Data management recommendations for PhD students
It is important that you are aware of duties and responsibilities regarding data generated in the course of your PhD research at GFZ. The fundamental context is good scientific practice based on the principles of scientific honesty, conscientiousness, integrity and open discourse, as set forth by the German Research Foundation (DFG) and adopted by GFZ. In the Guidelines for Research Data Management, GFZ “acknowledges the principles of open access to knowledge, results and technology”. Here is some practical advice and background on this topic.
Data can be a gift that keeps on giving if it can be reused and reproduced even by someone not familiar with your work. Upon completing your PhD project, you must hand over your project data. Project data includes data you generated or included in your analyses which may be used further by your group (e.g. measured data, derived and compiled data), as well as the data used in publications. While you are responsible for conscientious data management during your project, the responsibility that your data are archived, are findable, and understandable, bears your section leader - even when you are no longer available to answer questions. Many sections have data management guidelines and practices. Inquire with your advisor or section lead for advice and information. For further questions, contact the staff at GFZ Data Services who may be able to resolve them with you. Finally, think about data safety. Maintaining backups of your data is an essential concern for your PhD project. Contact your supervisor or the IT administrator of your section to learn about the backup possibilities offered by the IT Services and Operation of the GFZ.
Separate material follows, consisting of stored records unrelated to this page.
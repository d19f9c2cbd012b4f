//! Event Channel — typed publish/subscribe
//!
//! - channel: `EventHandler<E>` (subscriber list per kind), `Inbox<E>` (pub/sub → ECS)
//! - global: `EventChannel` resource (cross-actor домен события), `ChannelSubscriptions`
//!
//! Per-actor каналы (HealthGained/DamageTaken/Death) живут в `Health`.

pub mod channel;
pub mod global;


pub use channel::{EventHandler, Inbox, SubscriptionId};
pub use global::{
    release_channel_subscriptions, ChannelKind, ChannelSubscriptions, EventChannel,
    FreezeTime, GamepadShake, HazardKind, UpgradeKind,
};
//! Actor domain — Health + reactions + death cascade
//!
//! ECS ответственность:
//! - Actor identity, config, weak links (ActorLinks)
//! - Damage flow: take_damage → Health → ActorReactions → re-broadcast events
//! - Death cascade: INSTAKILL зависимых, Deactivated объектов
//! - Deferred effects с liveness guard'ами
//!
//! Render/audio/camera слои читают `Feedback` события.

use bevy::prelude::*;

pub mod components;
pub mod damage;
pub mod deferred;
pub mod events;
pub mod reactions;
pub mod spawn;

#[cfg(test)]
mod cascade_tests;

pub use components::{
    Actor, ActorConfig, ActorId, ActorLinks, Dead, DeathPolicy, Deactivated, Gameplay, Hidden,
};
pub use damage::{apply_damage_requests, gain_health, is_alive, take_damage, ActorWorldExt};
pub use deferred::{run_deferred, run_deferred_effects, schedule_deferred, DeferredEffects, Liveness};
pub use events::{
    send_feedback, ActorDamaged, ActorDied, ActorHealed, DamageRequest, Feedback, FeedbackKind,
    HealRequest, SoundCue,
};
pub use reactions::{
    cascade_death, common_damage_actions, common_death_actions, dispatch_reactions, ActorReactions,
    Reaction,
};
pub use spawn::{despawn_actor, link_cascade, spawn_actor, validate_actor};

/// Actor Plugin
///
/// Регистрирует события и системы в FixedUpdate.
///
/// Порядок выполнения:
/// 1. tick_health — invincibility windows (для всех, включая мёртвых)
/// 2. apply_damage_requests — queued урон/лечение → cascade
/// 3. run_deferred_effects — follow-up pulses, delayed despawn
pub struct ActorPlugin;

impl Plugin for ActorPlugin {
    fn build(&self, app: &mut App) {
        app.add_event::<DamageRequest>()
            .add_event::<HealRequest>()
            .add_event::<ActorDamaged>()
            .add_event::<ActorHealed>()
            .add_event::<ActorDied>()
            .add_event::<Feedback>()
            .init_resource::<DeferredEffects>();

        app.add_systems(
            FixedUpdate,
            (
                crate::health::tick_health,
                apply_damage_requests,
                run_deferred_effects,
            )
                .chain()
                .in_set(VitalsSet::Actors),
        );
    }
}

/// Порядок наборов систем внутри FixedUpdate
#[derive(SystemSet, Debug, Clone, Copy, PartialEq, Eq, Hash)]
pub enum VitalsSet {
    /// Inbox'ы глобального канала, таймеры способностей
    Input,
    /// Damage / death cascade / deferred
    Actors,
    /// Атаки (после того как мёртвые выключены)
    Attacks,
}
Data publications are individual publications of datasets (with assigned persistent identifier; DOI) through research data repositories. Data publications are regarded as best practice for data sharing and are required by most publishers and funding agencies. Research data repositories are internet archives for data and provide a means of fully citable publication of data. Domain repositories, i.e. research data repositories that are specialised to one scientific domain, are the preferred choice. GFZ Data Services is a domain repository for the Geosciences domain operated by the GFZ Library and Information Services. GFZ Data Services can assist you with any questions you may have in this regard.
Metadata, descriptions of your data so that it can be understood and reused, must always accompany your data. Managing your data requires a sound data management strategy, ideally as you begin your PhD project as it will help you to stay organized, save your time (no repetitive data descriptions in emails, in person, on the phone), and will prepare you to hand over your data in the stressful final period of your PhD project.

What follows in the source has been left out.